Mohammad Rafique, Kailash Verma, Dharmendra Mandarwal, Sanjay Pattanshetty, Amol Rajendra Gite and Yasmeen khan
Background The World Health Organization Southeast Asia Region faces an acute health workforce shortage of 2.4 million health worker, creating an existential threat to universal health coverage achievement. Current health worker density in India stands at 22.8 per 10,000 population, substantially below the WHO recommended threshold of 44.5 per 10,000 (1). Rajasthan demonstrates a catastrophic 79.7 percent specialist shortage at Community Health centres, while facility-type-based Indian Public Health Standards potentially mask true workload-based staffing deficits.
Objective This study applies Workload Indicators of Staffing Need (WISN) methodology to analysed health workforce adequacy in Rajasthan’s primary care system, comparing evidence-based calculations with existing Indian Public Health Standards (IPHS) norms across three decades.
Design Mixed-methods study combining WISN quantitative analysis with qualitative policy review and comparative institutional analysis.

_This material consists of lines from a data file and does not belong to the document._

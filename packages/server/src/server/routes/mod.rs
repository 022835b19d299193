pub mod health;
pub mod matching;
pub mod needs;
pub mod responses;
pub mod stats;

Setting Sikar district, Rajasthan, comprising 1 District Hospital, 4 Sub-District Hospitals, 30 Community Health centres, and 103 Primary Health centres serving 1.8 million population.
Main Outcome Measures WISN ratios, workload pressure percentages, and staffing deficits calculated working time of 1,290.3 hours annually.

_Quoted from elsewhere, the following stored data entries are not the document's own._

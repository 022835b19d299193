use chrono::{DateTime, Utc};
use serde::{Deserialize, Serialize};
use sqlx::types::Json;
use sqlx::{PgPool, Postgres, Transaction};

use crate::common::{NeedId, ResponseId, UserId};

/// An offer to fulfill a need. `need_id` and `responder_id` are immutable
/// once created.
#[derive(Debug, Clone, Serialize, Deserialize, sqlx::FromRow)]
pub struct Response {
    pub id: ResponseId,
    pub need_id: NeedId,
    pub responder_id: UserId,
    pub description: String,
    pub images: Json<Vec<String>>,
    pub videos: Json<Vec<String>>,
    pub status: ResponseStatus,
    pub created_at: DateTime<Utc>,
    pub updated_at: DateTime<Utc>,
}

/// Response lifecycle status. Pending is the only non-terminal state; the
/// integer values are the persisted wire encoding and must not change.
#[derive(Debug, Clone, Copy, PartialEq, Eq, Serialize, Deserialize, sqlx::Type)]
#[serde(into = "i16", try_from = "i16")]
#[repr(i16)]
pub enum ResponseStatus {
    Pending = 0,
    Accepted = 1,
    Rejected = 2,
    Withdrawn = 3,
}

impl From<ResponseStatus> for i16 {
    fn from(status: ResponseStatus) -> i16 {
        status as i16
    }
}

impl TryFrom<i16> for ResponseStatus {
    type Error = anyhow::Error;

    fn try_from(value: i16) -> Result<Self, Self::Error> {
        match value {
            0 => Ok(ResponseStatus::Pending),
            1 => Ok(ResponseStatus::Accepted),
            2 => Ok(ResponseStatus::Rejected),
            3 => Ok(ResponseStatus::Withdrawn),
            other => Err(anyhow::anyhow!("invalid response status: {}", other)),
        }
    }
}

impl ResponseStatus {
    /// Accepted, Rejected and Withdrawn are all terminal.
    pub fn is_terminal(self) -> bool {
        self != ResponseStatus::Pending
    }
}

// =============================================================================
// SQL Queries - ALL queries must be in models/
// =============================================================================

impl Response {
    /// Insert a new response. Responses always start Pending.
    pub async fn create(
        need_id: NeedId,
        responder_id: UserId,
        description: &str,
        images: Vec<String>,
        videos: Vec<String>,
        pool: &PgPool,
    ) -> Result<Self, sqlx::Error> {
        sqlx::query_as::<_, Response>(
            r#"
            INSERT INTO responses (id, need_id, responder_id, description, images, videos, status)
            VALUES ($1, $2, $3, $4, $5, $6, 0)
            RETURNING *
            "#,
        )
        .bind(ResponseId::new())
        .bind(need_id)
        .bind(responder_id)
        .bind(description)
        .bind(Json(images))
        .bind(Json(videos))
        .fetch_one(pool)
        .await
    }

    pub async fn find_by_id(id: ResponseId, pool: &PgPool) -> Result<Option<Self>, sqlx::Error> {
        sqlx::query_as::<_, Response>("SELECT * FROM responses WHERE id = $1")
            .bind(id)
            .fetch_optional(pool)
            .await
    }

    /// Responses on a need, excluding Withdrawn (status 3), newest first.
    pub async fn list_for_need(
        need_id: NeedId,
        limit: i64,
        offset: i64,
        pool: &PgPool,
    ) -> Result<Vec<Self>, sqlx::Error> {
        sqlx::query_as::<_, Response>(
            r#"
            SELECT * FROM responses
            WHERE need_id = $1 AND status <> 3
            ORDER BY created_at DESC
            LIMIT $2 OFFSET $3
            "#,
        )
        .bind(need_id)
        .bind(limit)
        .bind(offset)
        .fetch_all(pool)
        .await
    }

    pub async fn count_for_need_visible(
        need_id: NeedId,
        pool: &PgPool,
    ) -> Result<i64, sqlx::Error> {
        sqlx::query_scalar::<_, i64>(
            "SELECT COUNT(*) FROM responses WHERE need_id = $1 AND status <> 3",
        )
        .bind(need_id)
        .fetch_one(pool)
        .await
    }

    pub async fn list_by_responder(
        responder_id: UserId,
        status: Option<ResponseStatus>,
        limit: i64,
        offset: i64,
        pool: &PgPool,
    ) -> Result<Vec<Self>, sqlx::Error> {
        sqlx::query_as::<_, Response>(
            r#"
            SELECT * FROM responses
            WHERE responder_id = $1 AND ($2::smallint IS NULL OR status = $2)
            ORDER BY created_at DESC
            LIMIT $3 OFFSET $4
            "#,
        )
        .bind(responder_id)
        .bind(status.map(i16::from))
        .bind(limit)
        .bind(offset)
        .fetch_all(pool)
        .await
    }

    pub async fn count_by_responder(
        responder_id: UserId,
        status: Option<ResponseStatus>,
        pool: &PgPool,
    ) -> Result<i64, sqlx::Error> {
        sqlx::query_scalar::<_, i64>(
            "SELECT COUNT(*) FROM responses WHERE responder_id = $1 AND ($2::smallint IS NULL OR status = $2)",
        )
        .bind(responder_id)
        .bind(status.map(i16::from))
        .fetch_one(pool)
        .await
    }

    /// Whether the responder already holds a Pending or Accepted response on
    /// the need (for the optional duplicate-submission guard).
    pub async fn exists_active_for(
        need_id: NeedId,
        responder_id: UserId,
        pool: &PgPool,
    ) -> Result<bool, sqlx::Error> {
        sqlx::query_scalar::<_, bool>(
            r#"
            SELECT EXISTS (
                SELECT 1 FROM responses
                WHERE need_id = $1 AND responder_id = $2 AND status IN (0, 1)
            )
            "#,
        )
        .bind(need_id)
        .bind(responder_id)
        .fetch_one(pool)
        .await
    }

    /// Conditional content update: only while still Pending. Returns `None`
    /// when the response was already processed.
    pub async fn update_content_if_pending(
        id: ResponseId,
        description: Option<&str>,
        images: Option<Vec<String>>,
        videos: Option<Vec<String>>,
        pool: &PgPool,
    ) -> Result<Option<Self>, sqlx::Error> {
        sqlx::query_as::<_, Response>(
            r#"
            UPDATE responses
            SET
                description = COALESCE($2, description),
                images = COALESCE($3, images),
                videos = COALESCE($4, videos),
                updated_at = NOW()
            WHERE id = $1 AND status = 0
            RETURNING *
            "#,
        )
        .bind(id)
        .bind(description)
        .bind(images.map(Json))
        .bind(videos.map(Json))
        .fetch_optional(pool)
        .await
    }

    /// Pending -> Withdrawn, only if still Pending.
    pub async fn withdraw_if_pending(id: ResponseId, pool: &PgPool) -> Result<u64, sqlx::Error> {
        let result = sqlx::query(
            "UPDATE responses SET status = 3, updated_at = NOW() WHERE id = $1 AND status = 0",
        )
        .bind(id)
        .execute(pool)
        .await?;
        Ok(result.rows_affected())
    }

    /// Pending -> Accepted inside the caller's transaction. The WHERE clause
    /// on status makes the read-check-write a single indivisible step; a
    /// concurrent accept or reject sees zero rows here.
    pub async fn mark_accepted(
        id: ResponseId,
        tx: &mut Transaction<'_, Postgres>,
    ) -> Result<Option<Self>, sqlx::Error> {
        sqlx::query_as::<_, Response>(
            "UPDATE responses SET status = 1, updated_at = NOW() WHERE id = $1 AND status = 0 RETURNING *",
        )
        .bind(id)
        .fetch_optional(&mut **tx)
        .await
    }

    /// Pending -> Rejected, only if still Pending.
    pub async fn mark_rejected_if_pending(
        id: ResponseId,
        pool: &PgPool,
    ) -> Result<Option<Self>, sqlx::Error> {
        sqlx::query_as::<_, Response>(
            "UPDATE responses SET status = 2, updated_at = NOW() WHERE id = $1 AND status = 0 RETURNING *",
        )
        .bind(id)
        .fetch_optional(pool)
        .await
    }
}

Results WISN analysis reveals: Medical Officers ratio 0.34 with 66 percent workload pressure requiring 508 positions versus 174 current (9,10); Nursing Staff ratio 0.26 with 74 percent pressure requiring 657 versus 170 current (9,10); Pharmacists ratio 0.34 with 66 percent pressure requiring 227 versus 77 current (9,10); Laboratory Technicians ratio 0.29 with 71 percent pressure requiring 220 versus 63 current (9,10). Aggregate WISN ratio 0.30 indicates current 484 staff manage only 30 percent of required 1,612 positions, creating total deficit of 1,128 positions (9,10). WISN requirements exceed IPHS 2022 norms by 69-209 percent across cadres (7,10). True 24-hour nursing requirement reaches 3,863 positions with current 170 representing 4.4 percent adequacy.
Conclusions WISN methodology demonstrates substantially more severe health workforce crisis than previously estimated. Policy response requires eight interventions: phased WISN adoption with National Health Workforce Observatory (11,12), geographic differentiation multipliers for tribal/hilly/desert/urban underserved areas (13), explicit 24-hour service policy decisions (8), 50 percent medical education expansion by 2030 (14), specialist deployment incentives (15), AYUSH integration, comprehensive workforce retention strategies, and district-level monitoring frameworks [1-8].